One of the key points in neural networks is the back propagation algorithm, and as I explained before, the algorithm can be seen as another dynamic programming. We can benefit from this when writing codes.

Example codes are written in Julia.

class design

As a network keeps consistency of lots of internal data, like weights, it’s better to take them as an object. Thus there will be a Layer class and a Network class.

Specifically, we have a perceptron layer and a stack network class, because we are building a simple feedforward neural network.


To take a layer as an independent unit, we may have to keep the inputs and outputs for each layer, even though they can be merged since the previous layers’ outputs will be the inputs of the next layer. This can be useful if computations of partial derivative needs the inputs and outputs.

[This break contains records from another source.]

//! Grid geometry shared by levels, hazard fields and actors.

use serde::{Deserialize, Serialize};

#[derive(Debug, Clone, Copy, PartialEq, Eq, Hash, Serialize, Deserialize)]
#[serde(rename_all = "snake_case")]
pub enum Direction {
    North,
    East,
    South,
    West,
}

impl Direction {
    pub const ALL: [Direction; 4] = [
        Direction::North,
        Direction::East,
        Direction::South,
        Direction::West,
    ];

    pub fn turned_right(self) -> Self {
        match self {
            Direction::North => Direction::East,
            Direction::East => Direction::South,
            Direction::South => Direction::West,
            Direction::West => Direction::North,
        }
    }

    pub fn turned_left(self) -> Self {
        match self {
            Direction::North => Direction::West,
            Direction::West => Direction::South,
            Direction::South => Direction::East,
            Direction::East => Direction::North,
        }
    }

    pub fn reversed(self) -> Self {
        match self {
            Direction::North => Direction::South,
            Direction::South => Direction::North,
            Direction::East => Direction::West,
            Direction::West => Direction::East,
        }
    }

    /// Row/column delta of one step in this direction.
    fn delta(self) -> (isize, isize) {
        match self {
            Direction::North => (-1, 0),
            Direction::South => (1, 0),
            Direction::East => (0, 1),
            Direction::West => (0, -1),
        }
    }
}

/// A rotation applied to an actor's facing.
#[derive(Debug, Clone, Copy, PartialEq, Eq, Serialize, Deserialize)]
#[serde(rename_all = "snake_case")]
pub enum Turn {
    Left,
    Right,
    Around,
}

impl Turn {
    pub fn apply(self, facing: Direction) -> Direction {
        match self {
            Turn::Left => facing.turned_left(),
            Turn::Right => facing.turned_right(),
            Turn::Around => facing.reversed(),
        }
    }
}

#[derive(Debug, Clone, Copy, PartialEq, Eq, Hash, PartialOrd, Ord, Serialize, Deserialize)]
pub struct Pos {
    pub row: usize,
    pub col: usize,
}

impl Pos {
    pub const fn new(row: usize, col: usize) -> Self {
        Pos { row, col }
    }

    /// Step `distance` cells in `dir`. Returns `None` when the step would
    /// leave the non-negative quadrant; upper bounds are checked by the grid.
    pub fn offset(self, dir: Direction, distance: usize) -> Option<Pos> {
        let (dr, dc) = dir.delta();
        let row = self.row.checked_add_signed(dr * distance as isize)?;
        let col = self.col.checked_add_signed(dc * distance as isize)?;
        Some(Pos { row, col })
    }
}

impl std::fmt::Display for Pos {
    fn fmt(&self, f: &mut std::fmt::Formatter<'_>) -> std::fmt::Result {
        write!(f, "({},{})", self.row, self.col)
    }
}

/// Dense row-major matrix with fixed dimensions.
#[derive(Debug, Clone, PartialEq, Eq)]
pub struct Grid<T> {
    width: usize,
    height: usize,
    cells: Vec<T>,
}

impl<T: Clone> Grid<T> {
    pub fn filled(width: usize, height: usize, value: T) -> Self {
        Grid {
            width,
            height,
            cells: vec![value; width * height],
        }
    }
}

impl<T> Grid<T> {
    /// Build a grid from rows. Callers guarantee the rows are rectangular.
    pub(crate) fn from_rows(rows: Vec<Vec<T>>) -> Self {
        let height = rows.len();
        let width = rows.first().map_or(0, Vec::len);
        Grid {
            width,
            height,
            cells: rows.into_iter().flatten().collect(),
        }
    }

    pub fn width(&self) -> usize {
        self.width
    }

    pub fn height(&self) -> usize {
        self.height
    }

    pub fn contains(&self, pos: Pos) -> bool {
        pos.row < self.height && pos.col < self.width
    }

    pub fn get(&self, pos: Pos) -> Option<&T> {
        self.contains(pos)
            .then(|| &self.cells[pos.row * self.width + pos.col])
    }

    pub fn get_mut(&mut self, pos: Pos) -> Option<&mut T> {
        if self.contains(pos) {
            Some(&mut self.cells[pos.row * self.width + pos.col])
        } else {
            None
        }
    }

    /// Cells in grid-scan order (row by row, left to right).
    pub fn iter(&self) -> impl Iterator<Item = (Pos, &T)> + '_ {
        let width = self.width;
        self.cells
            .iter()
            .enumerate()
            .map(move |(i, cell)| (Pos::new(i / width, i % width), cell))
    }

    pub fn rows(&self) -> impl Iterator<Item = &[T]> + '_ {
        self.cells.chunks(self.width.max(1))
    }
}

#[cfg(test)]
mod tests {
    use super::*;

    #[test]
    fn offset_refuses_negative_coordinates() {
        let origin = Pos::new(0, 1);
        assert_eq!(origin.offset(Direction::North, 1), None);
        assert_eq!(origin.offset(Direction::West, 1), Some(Pos::new(0, 0)));
        assert_eq!(origin.offset(Direction::West, 2), None);
        assert_eq!(origin.offset(Direction::South, 2), Some(Pos::new(2, 1)));
    }

    #[test]
    fn turns_compose_back_to_the_start() {
        for dir in Direction::ALL {
            assert_eq!(dir.turned_left().turned_right(), dir);
            assert_eq!(Turn::Around.apply(Turn::Around.apply(dir)), dir);
            assert_eq!(
                Turn::Right.apply(Turn::Right.apply(dir)),
                Turn::Around.apply(dir)
            );
        }
    }

    #[test]
    fn scan_order_is_row_major() {
        let grid = Grid::from_rows(vec![vec!['a', 'b'], vec!['c', 'd']]);
        let order: Vec<_> = grid.iter().map(|(pos, ch)| (pos, *ch)).collect();
        assert_eq!(
            order,
            vec![
                (Pos::new(0, 0), 'a'),
                (Pos::new(0, 1), 'b'),
                (Pos::new(1, 0), 'c'),
                (Pos::new(1, 1), 'd'),
            ]
        );
        assert!(grid.get(Pos::new(2, 0)).is_none());
    }
}
//! Source level types — the human-authored JSON format.
//!
//! Levels are drawn as rows of symbols rather than nested cell objects so they
//! stay readable in a text editor:
//!
//! | symbol        | cell                                   |
//! |---------------|----------------------------------------|
//! | `.` or space  | empty floor                            |
//! | `o`           | coin                                   |
//! | `^ > v <`     | actor start facing north/east/south/west |
//! | `a b c`       | horizontal hazard source, group 0/1/2  |
//! | `A B C`       | vertical hazard source, group 0/1/2    |
//! | `1 2 3`       | toggle button for group 0/1/2          |
//! | `4 5 6`       | toggle button for groups 0+1/0+2/1+2   |
//! | `*`           | toggle button for every group          |

use std::path::Path;

use anyhow::{Context, Result};
use serde::{Deserialize, Serialize};

use super::grid::{Direction, Grid, Pos};
use super::level::{Budgets, CellKind, GROUP_COUNT, Group, GroupSet, Level, LevelError};
use super::program::Program;

#[derive(Debug, Clone, Serialize, Deserialize)]
pub struct LevelSource {
    #[serde(default, skip_serializing_if = "Option::is_none")]
    pub name: Option<String>,
    pub rows: Vec<String>,
    #[serde(default)]
    pub hazards_enabled: [bool; GROUP_COUNT],
    #[serde(flatten)]
    pub budgets: Budgets,
}

impl LevelSource {
    pub fn from_rows(rows: &[&str]) -> Self {
        LevelSource {
            name: None,
            rows: rows.iter().map(|r| r.to_string()).collect(),
            hazards_enabled: [false; GROUP_COUNT],
            budgets: Budgets::default(),
        }
    }

    pub fn with_hazards(mut self, enabled: [bool; GROUP_COUNT]) -> Self {
        self.hazards_enabled = enabled;
        self
    }

    pub fn with_budgets(mut self, budgets: Budgets) -> Self {
        self.budgets = budgets;
        self
    }

    /// Parse the rows and validate the result.
    pub fn build(&self) -> Result<Level, LevelError> {
        let expected = self.rows.first().map_or(0, |r| r.chars().count());
        let mut cells = Vec::with_capacity(self.rows.len());
        for (row, line) in self.rows.iter().enumerate() {
            let parsed = line
                .chars()
                .enumerate()
                .map(|(col, symbol)| {
                    parse_symbol(symbol).ok_or(LevelError::UnknownSymbol {
                        symbol,
                        pos: Pos::new(row, col),
                    })
                })
                .collect::<Result<Vec<_>, _>>()?;
            if parsed.len() != expected {
                return Err(LevelError::Ragged {
                    row,
                    expected,
                    found: parsed.len(),
                });
            }
            cells.push(parsed);
        }

        let mut level = Level::new(Grid::from_rows(cells), self.hazards_enabled, self.budgets)?;
        level.name = self.name.clone();
        Ok(level)
    }
}

/// Toggle symbols indexed by `GroupSet::bits() - 1`.
const TOGGLE_SYMBOLS: [char; 7] = ['1', '2', '4', '3', '5', '6', '*'];

fn parse_symbol(symbol: char) -> Option<CellKind> {
    let group = |i| Group::from_index(i);
    Some(match symbol {
        '.' | ' ' => CellKind::Empty,
        'o' => CellKind::Coin,
        '^' => CellKind::StartFacing(Direction::North),
        '>' => CellKind::StartFacing(Direction::East),
        'v' => CellKind::StartFacing(Direction::South),
        '<' => CellKind::StartFacing(Direction::West),
        'a'..='c' => CellKind::HorizontalHazardSource(group(symbol as usize - 'a' as usize)?),
        'A'..='C' => CellKind::VerticalHazardSource(group(symbol as usize - 'A' as usize)?),
        '1'..='6' | '*' => {
            let index = TOGGLE_SYMBOLS.iter().position(|&t| t == symbol)?;
            CellKind::ToggleButton(GroupSet::from_bits(index as u8 + 1)?)
        }
        _ => return None,
    })
}

pub fn load_level(path: impl AsRef<Path>) -> Result<Level> {
    let path = path.as_ref();
    let json = std::fs::read_to_string(path)
        .with_context(|| format!("Failed to read {}", path.display()))?;
    let source: LevelSource = serde_json::from_str(&json)
        .with_context(|| format!("Failed to parse {}", path.display()))?;
    source
        .build()
        .with_context(|| format!("Invalid level {}", path.display()))
}

/// Load a program, or start an empty one when the file does not exist yet.
pub fn load_program(path: impl AsRef<Path>) -> Result<Program> {
    let path = path.as_ref();
    if !path.exists() {
        return Ok(Program::new());
    }
    let json = std::fs::read_to_string(path)
        .with_context(|| format!("Failed to read {}", path.display()))?;
    serde_json::from_str(&json).with_context(|| format!("Failed to parse {}", path.display()))
}

pub fn save_program(path: impl AsRef<Path>, program: &Program) -> Result<()> {
    let path = path.as_ref();
    let json = serde_json::to_string_pretty(program)?;
    std::fs::write(path, json).with_context(|| format!("Failed to write {}", path.display()))
}
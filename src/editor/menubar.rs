use std::io;

use crossterm::{cursor, queue, style, terminal};

use crate::menubar::print_menu_item;

use super::state::{EditorState, Mode};
use super::ui::Layout;

fn mode_items(state: &EditorState) -> Vec<String> {
    let keys = &state.config.key_bindings;
    match &state.mode {
        Mode::Normal => vec![
            format!("[{}] advance", keys.insert_advance),
            format!("[{}][{}] turn", keys.insert_turn_left, keys.insert_turn_right),
            format!("[{}] u-turn", keys.insert_u_turn),
            format!("[{}] jump", keys.insert_jump),
            format!("[{}][{}] loop", keys.insert_loop, keys.insert_loop_end),
            format!("[{}] del", keys.delete),
            format!("[{}] clear", keys.clear),
            format!("[{}] run", keys.run),
            format!("[{}] save", keys.save),
            format!("[{}] quit", keys.quit),
            "[F11] full".into(),
        ],
        Mode::RepeatCount { .. } => vec![
            "[0-9] count".into(),
            "[Backspace] fix".into(),
            format!("[{}] add loop", keys.confirm),
            format!("[{}] cancel", keys.cancel),
        ],
        Mode::Confirm { .. } => vec![
            "[↑][↓] select".into(),
            "[Enter] confirm".into(),
            format!("[{}] cancel", keys.cancel),
        ],
    }
}

pub fn render_menubar(
    stdout: &mut io::Stdout,
    layout: &Layout,
    state: &EditorState,
) -> anyhow::Result<()> {
    let items = mode_items(state);

    let mut line: u16 = 0;
    let mut x: u16 = 1; // leading space

    queue!(
        stdout,
        cursor::MoveTo(0, 0),
        terminal::Clear(terminal::ClearType::CurrentLine),
        style::Print(" "),
    )?;

    for (i, item) in items.iter().enumerate() {
        let item_w = item.chars().count() as u16;

        if i > 0 {
            if x + 2 + item_w > layout.term_width {
                if line + 1 < layout.menu_h {
                    line += 1;
                    x = 1;
                    queue!(
                        stdout,
                        cursor::MoveTo(0, line),
                        terminal::Clear(terminal::ClearType::CurrentLine),
                        style::Print(" "),
                    )?;
                } else {
                    break;
                }
            } else {
                queue!(stdout, style::Print("  "))?;
                x += 2;
            }
        }

        if x + item_w > layout.term_width {
            break;
        }

        print_menu_item(stdout, item)?;
        x += item_w;
    }

    for l in line + 1..layout.menu_h {
        queue!(
            stdout,
            cursor::MoveTo(0, l),
            terminal::Clear(terminal::ClearType::CurrentLine),
        )?;
    }

    Ok(())
}

#[cfg(test)]
mod tests {
    use super::*;
    use crate::config::Config;
    use crate::engine::Program;
    use crate::engine::source::LevelSource;

    #[test]
    fn hints_follow_configured_bindings() {
        let mut config = Config::default();
        config.key_bindings.insert_jump = "J".into();
        let level = LevelSource::from_rows(&[">."]).build().unwrap();
        let state = EditorState::new(level, Program::new(), "unused.json".into(), config);
        assert!(mode_items(&state).contains(&"[J] jump".to_string()));
    }
}
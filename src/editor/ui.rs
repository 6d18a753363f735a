use super::state::Mode;

/// Width (in columns) of the program panel on the right.
pub const PROGRAM_PANEL_WIDTH: u16 = 28;

pub struct Layout {
    pub board_x: u16,
    pub board_y: u16,
    pub board_width: u16,
    pub board_height: u16,
    pub panel_x: u16,
    pub panel_width: u16,
    pub status_y: u16,
    pub term_width: u16,
    pub menu_h: u16,
}

impl Layout {
    pub fn compute(term_width: u16, term_height: u16, mode: &Mode) -> Self {
        // The repeat-count prompt lists digits and needs a second hint line.
        let menu_h: u16 = match mode {
            Mode::RepeatCount { .. } => 2,
            _ => 1,
        };
        let status_h: u16 = 1;
        let panel_width = PROGRAM_PANEL_WIDTH.min(term_width);
        let board_width = term_width.saturating_sub(panel_width);
        Layout {
            board_x: 1,
            board_y: menu_h + 1,
            board_width: board_width.saturating_sub(1),
            board_height: term_height.saturating_sub(menu_h + status_h + 1),
            panel_x: board_width,
            panel_width,
            status_y: term_height.saturating_sub(status_h),
            term_width,
            menu_h,
        }
    }

    pub fn panel_height(&self) -> u16 {
        self.status_y.saturating_sub(self.menu_h)
    }
}
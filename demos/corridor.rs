//! Builds a small level in code and runs a program against it headless.
//!
//!     cargo run --example corridor

use probot::engine::level::{Budget, Budgets};
use probot::engine::source::LevelSource;
use probot::engine::{Command, Program, Run};
use probot::types::RunEvent;

fn main() -> anyhow::Result<()> {
    // Two lanes split by a red beam. The button at the end of the top lane
    // switches the beam off so the robot can cross back down.
    let level = LevelSource::from_rows(&[
        ">oo1",
        "a...",
        "oooo",
    ])
    .with_hazards([true, false, false])
    .with_budgets(Budgets {
        max_jumps: Budget::Limited(0),
        max_loop_blocks: Budget::Limited(1),
        max_turns: Budget::Limited(3),
    })
    .build()?;

    let program: Program = [
        Command::LoopStart(3),
        Command::Advance,
        Command::LoopEnd,
        Command::TurnRight,
        Command::Advance,
        Command::Advance,
        Command::TurnRight,
        Command::Advance,
        Command::Advance,
        Command::Advance,
    ]
    .into_iter()
    .collect();

    program.check()?;
    let over = program.over_budget(level.budgets());
    if !over.is_empty() {
        anyhow::bail!("program exceeds budget for {over:?}");
    }

    let mut run = Run::new(&level);
    let mut events: Vec<RunEvent> = Vec::new();
    let outcome = run.execute(&program, &mut events)?;

    for event in &events {
        println!("{event}");
    }
    println!("=> {outcome}");
    Ok(())
}
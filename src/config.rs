//! User configuration, read from `~/.config/probot/config.json`.
//!
//! Every field has a default, so a partial file only overrides what it names.

use std::path::PathBuf;
use std::time::Duration;

use crossterm::event::{KeyCode, KeyEvent, KeyModifiers};
use serde::{Deserialize, Serialize};
use tracing::warn;

#[derive(Debug, Clone, Default, Serialize, Deserialize)]
pub struct Config {
    #[serde(default)]
    pub key_bindings: KeyBindings,
    #[serde(default)]
    pub player: PlayerConfig,
}

#[derive(Debug, Clone, Serialize, Deserialize)]
#[serde(default)]
pub struct KeyBindings {
    // Program editor
    pub insert_advance: String,
    pub insert_turn_left: String,
    pub insert_turn_right: String,
    pub insert_u_turn: String,
    pub insert_jump: String,
    pub insert_loop: String,
    pub insert_loop_end: String,
    pub delete: String,
    pub clear: String,
    pub move_up: String,
    pub move_down: String,
    pub run: String,
    pub save: String,
    pub quit: String,
    pub confirm: String,
    pub cancel: String,
    // Player
    pub stop: String,
    pub replay: String,
}

impl Default for KeyBindings {
    fn default() -> Self {
        KeyBindings {
            insert_advance: "f".into(),
            insert_turn_left: "l".into(),
            insert_turn_right: "r".into(),
            insert_u_turn: "u".into(),
            insert_jump: "j".into(),
            insert_loop: "[".into(),
            insert_loop_end: "]".into(),
            delete: "d".into(),
            clear: "Ctrl-x".into(),
            move_up: "Up".into(),
            move_down: "Down".into(),
            run: "F5".into(),
            save: "Ctrl-s".into(),
            quit: "q".into(),
            confirm: "Enter".into(),
            cancel: "Esc".into(),
            stop: "Esc".into(),
            replay: "r".into(),
        }
    }
}

#[derive(Debug, Clone, Serialize, Deserialize)]
#[serde(default)]
pub struct PlayerConfig {
    /// Pause after each rendered event.
    pub step_delay_ms: u64,
}

impl Default for PlayerConfig {
    fn default() -> Self {
        PlayerConfig { step_delay_ms: 250 }
    }
}

impl PlayerConfig {
    pub fn step_delay(&self) -> Duration {
        Duration::from_millis(self.step_delay_ms)
    }
}

impl Config {
    pub fn load() -> Self {
        let config_path = Self::config_path();
        match std::fs::read_to_string(&config_path) {
            Ok(json) => Self::parse(&json).unwrap_or_else(|e| {
                warn!(path = %config_path.display(), error = %e, "invalid config, using defaults");
                Self::default()
            }),
            Err(_) => Self::default(),
        }
    }

    pub fn parse(json: &str) -> serde_json::Result<Self> {
        serde_json::from_str(json)
    }

    fn config_path() -> PathBuf {
        let home = std::env::var("HOME").unwrap_or_else(|_| ".".into());
        let mut path = PathBuf::from(home);
        path.push(".config");
        path.push("probot");
        path.push("config.json");
        path
    }
}

/// Check whether a crossterm `KeyEvent` matches a binding string from config.
pub fn matches_binding(binding: &str, event: &KeyEvent) -> bool {
    let (required, key) = if let Some(rest) = binding.strip_prefix("Ctrl-") {
        (KeyModifiers::CONTROL, rest)
    } else if let Some(rest) = binding.strip_prefix("Alt-") {
        (KeyModifiers::ALT, rest)
    } else {
        (KeyModifiers::NONE, binding)
    };

    // Plain bindings like "d" must not fire on Ctrl-d or Alt-d.
    let held = event.modifiers & (KeyModifiers::CONTROL | KeyModifiers::ALT);
    if held != required {
        return false;
    }

    match key {
        "Right" => event.code == KeyCode::Right,
        "Left" => event.code == KeyCode::Left,
        "Up" => event.code == KeyCode::Up,
        "Down" => event.code == KeyCode::Down,
        "Enter" => event.code == KeyCode::Enter,
        "Esc" => event.code == KeyCode::Esc,
        "Space" => event.code == KeyCode::Char(' '),
        "Tab" => event.code == KeyCode::Tab,
        "Backspace" => event.code == KeyCode::Backspace,
        "Delete" => event.code == KeyCode::Delete,
        "Home" => event.code == KeyCode::Home,
        "End" => event.code == KeyCode::End,
        s => {
            if let Some(n) = s.strip_prefix('F').and_then(|rest| rest.parse::<u8>().ok()) {
                return event.code == KeyCode::F(n);
            }
            let mut chars = s.chars();
            match (chars.next(), chars.next()) {
                (Some(c), None) => event.code == KeyCode::Char(c),
                _ => false,
            }
        }
    }
}

#[cfg(test)]
mod tests {
    use super::*;

    fn key(code: KeyCode, modifiers: KeyModifiers) -> KeyEvent {
        KeyEvent::new(code, modifiers)
    }

    #[test]
    fn plain_bindings_ignore_modified_keys() {
        assert!(matches_binding("d", &key(KeyCode::Char('d'), KeyModifiers::NONE)));
        assert!(!matches_binding("d", &key(KeyCode::Char('d'), KeyModifiers::CONTROL)));
        // Shift is part of the character, not a modifier we filter on.
        assert!(matches_binding("[", &key(KeyCode::Char('['), KeyModifiers::SHIFT)));
    }

    #[test]
    fn prefixed_and_named_bindings() {
        assert!(matches_binding("Ctrl-s", &key(KeyCode::Char('s'), KeyModifiers::CONTROL)));
        assert!(!matches_binding("Ctrl-s", &key(KeyCode::Char('s'), KeyModifiers::NONE)));
        assert!(matches_binding("Alt-x", &key(KeyCode::Char('x'), KeyModifiers::ALT)));
        assert!(matches_binding("F5", &key(KeyCode::F(5), KeyModifiers::NONE)));
        assert!(matches_binding("Esc", &key(KeyCode::Esc, KeyModifiers::NONE)));
        assert!(!matches_binding("Foo", &key(KeyCode::Char('F'), KeyModifiers::NONE)));
    }

    #[test]
    fn partial_config_keeps_defaults() {
        let config = Config::parse(r#"{"key_bindings": {"insert_jump": "J"}}"#).unwrap();
        assert_eq!(config.key_bindings.insert_jump, "J");
        assert_eq!(config.key_bindings.insert_advance, "f");
        assert_eq!(config.player.step_delay_ms, 250);
    }
}
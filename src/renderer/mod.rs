//! Renderer — the deterministic rasterizer.
//!
//! Keeps a `Board` mirror of a run, updated from `RunEvent`s alone, and turns
//! it into a grid of styled terminal cells. The renderer never reaches into a
//! live run; given the same starting state and events it always draws the
//! same picture.

use crate::engine::actor::{Actor, ActorColor};
use crate::engine::grid::{Direction, Pos};
use crate::engine::hazard::Beams;
use crate::engine::level::{CellKind, Group};
use crate::engine::world::World;
use crate::engine::RunState;
use crate::types::{Cell, Color, RunEvent, Style};

/// What a viewer knows about a run: the world, actor poses and strikes.
#[derive(Debug, Clone)]
pub struct Board {
    world: World,
    actors: Vec<Actor>,
    struck: Vec<Pos>,
}

impl Board {
    pub fn new(state: &RunState) -> Self {
        Board {
            world: state.world.clone(),
            actors: state.actors.clone(),
            struck: Vec::new(),
        }
    }

    pub fn actors(&self) -> &[Actor] {
        &self.actors
    }

    pub fn world(&self) -> &World {
        &self.world
    }

    /// Fold one event into the mirror.
    pub fn apply(&mut self, event: &RunEvent) {
        match event {
            RunEvent::ActorAdvanced { actor, to, .. } | RunEvent::ActorJumped { actor, to, .. } => {
                if let Some(a) = self.actors.get_mut(*actor) {
                    a.pos = *to;
                }
            }
            RunEvent::ActorTurned { actor, facing, .. } => {
                if let Some(a) = self.actors.get_mut(*actor) {
                    a.facing = *facing;
                }
            }
            RunEvent::ActorStruck { at, .. } => self.struck.push(*at),
            RunEvent::CoinCollected { at, .. } => {
                self.world.enter(*at);
            }
            RunEvent::HazardsToggled { groups, .. } => self.world.toggle(*groups),
            RunEvent::ActorBlocked { .. } | RunEvent::CoinsUneaten { .. } => {}
        }
    }
}

pub struct Renderer;

impl Renderer {
    /// Rasterize a board, one terminal column per grid cell.
    ///
    /// Layers, lowest first: floor and fixtures, beams, actors, strikes.
    pub fn rasterize(board: &Board) -> Vec<Vec<Cell>> {
        let world = board.world();
        let field = world.hazards().field();

        let mut grid: Vec<Vec<Cell>> = world
            .cells()
            .rows()
            .map(|row| row.iter().map(|kind| fixture_cell(*kind)).collect())
            .collect();

        for (pos, beams) in field.iter() {
            if !beams.is_live() {
                continue;
            }
            if let Some(cell) = grid.get_mut(pos.row).and_then(|r| r.get_mut(pos.col)) {
                // Fixtures stay legible under a beam; only floor is redrawn.
                if matches!(world.cell(pos), Some(CellKind::Empty)) {
                    cell.ch = beam_glyph(*beams);
                }
                cell.style.bg = Some(Color::Rgb { r: 70, g: 0, b: 0 });
            }
        }

        for actor in board.actors() {
            if let Some(cell) = grid.get_mut(actor.pos.row).and_then(|r| r.get_mut(actor.pos.col)) {
                cell.ch = facing_glyph(actor.facing);
                cell.style.fg = Some(actor_color(actor.color));
                cell.style.bold = true;
            }
        }

        for pos in &board.struck {
            if let Some(cell) = grid.get_mut(pos.row).and_then(|r| r.get_mut(pos.col)) {
                cell.ch = '✖';
                cell.style = Style {
                    fg: Some(Color::White),
                    bg: Some(Color::Red),
                    bold: true,
                    dim: false,
                };
            }
        }

        grid
    }
}

fn fixture_cell(kind: CellKind) -> Cell {
    let (ch, style) = match kind {
        CellKind::Empty | CellKind::StartFacing(_) => (
            '·',
            Style {
                dim: true,
                ..Style::default()
            },
        ),
        CellKind::Coin => (
            '•',
            Style {
                fg: Some(Color::Yellow),
                bold: true,
                ..Style::default()
            },
        ),
        CellKind::HorizontalHazardSource(g) => ('◆', group_style(g)),
        CellKind::VerticalHazardSource(g) => ('◆', group_style(g)),
        CellKind::ToggleButton(set) => {
            let mut groups = set.groups();
            match (groups.next(), groups.next()) {
                (Some(g), None) => ('▣', group_style(g)),
                _ => (
                    '▣',
                    Style {
                        fg: Some(Color::White),
                        bold: true,
                        ..Style::default()
                    },
                ),
            }
        }
    };
    Cell { ch, style }
}

fn group_style(group: Group) -> Style {
    Style {
        fg: Some(group_color(group)),
        bold: true,
        ..Style::default()
    }
}

pub fn group_color(group: Group) -> Color {
    match group {
        Group::Red => Color::Red,
        Group::Blue => Color::Blue,
        Group::Green => Color::Green,
    }
}

fn actor_color(color: ActorColor) -> Color {
    match color {
        ActorColor::Orange => Color::Rgb { r: 255, g: 150, b: 0 },
        ActorColor::Violet => Color::Magenta,
        ActorColor::Teal => Color::Cyan,
        ActorColor::Pink => Color::Rgb { r: 255, g: 120, b: 200 },
    }
}

fn facing_glyph(facing: Direction) -> char {
    match facing {
        Direction::North => '▲',
        Direction::East => '▶',
        Direction::South => '▼',
        Direction::West => '◀',
    }
}

fn beam_glyph(beams: Beams) -> char {
    let vertical = beams.has(Direction::North) || beams.has(Direction::South);
    let horizontal = beams.has(Direction::East) || beams.has(Direction::West);
    match (horizontal, vertical) {
        (true, true) => '┼',
        (true, false) => '─',
        _ => '│',
    }
}

#[cfg(test)]
mod tests {
    use super::*;
    use crate::engine::source::LevelSource;
    use crate::engine::{Program, Run};

    fn text(grid: &[Vec<Cell>]) -> Vec<String> {
        grid.iter().map(|row| row.iter().map(|c| c.ch).collect()).collect()
    }

    #[test]
    fn draws_fixtures_beams_and_actors() {
        let level = LevelSource::from_rows(&["a..", ">o2"])
            .with_hazards([true, false, false])
            .build()
            .unwrap();
        let run = Run::new(&level);
        let board = Board::new(run.state());
        assert_eq!(text(&Renderer::rasterize(&board)), vec!["◆──", "▶•▣"]);
    }

    #[test]
    fn board_mirrors_the_run_from_events() {
        use crate::engine::Command::*;

        let level = LevelSource::from_rows(&[">o1.", "...A"]).build().unwrap();
        let mut run = Run::new(&level);
        let mut board = Board::new(run.state());
        let mut events = Vec::new();
        let program = Program::from(vec![Advance, Advance, TurnRight]);
        run.execute(&program, &mut events).unwrap();

        for event in &events {
            board.apply(event);
        }
        assert_eq!(board.world(), &run.state().world);
        assert_eq!(board.actors(), run.state().actors.as_slice());
    }
}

If we are implementing a batch update, we need to save temporarily the updates for all weights before we actually update any of them.


A stack net is a composition of layers, thus the forward, backward and batch_update are just looping and calling appropriate functions of each layer, except that before backward the network should compute the error of loss function w.r.t the outputs of the last layer, which is the duty of the network and layers are not aware of it.

activation functions

Existing functions need to be broadcasted to the whole array as they are for a single number originally. And the partial derivative should be given, too.


Randomly initialization of the weights is the common choice. But to prevent the activation function from getting saturated, maybe the weights of edges point to the same output neuron should be normalized and sum to 1.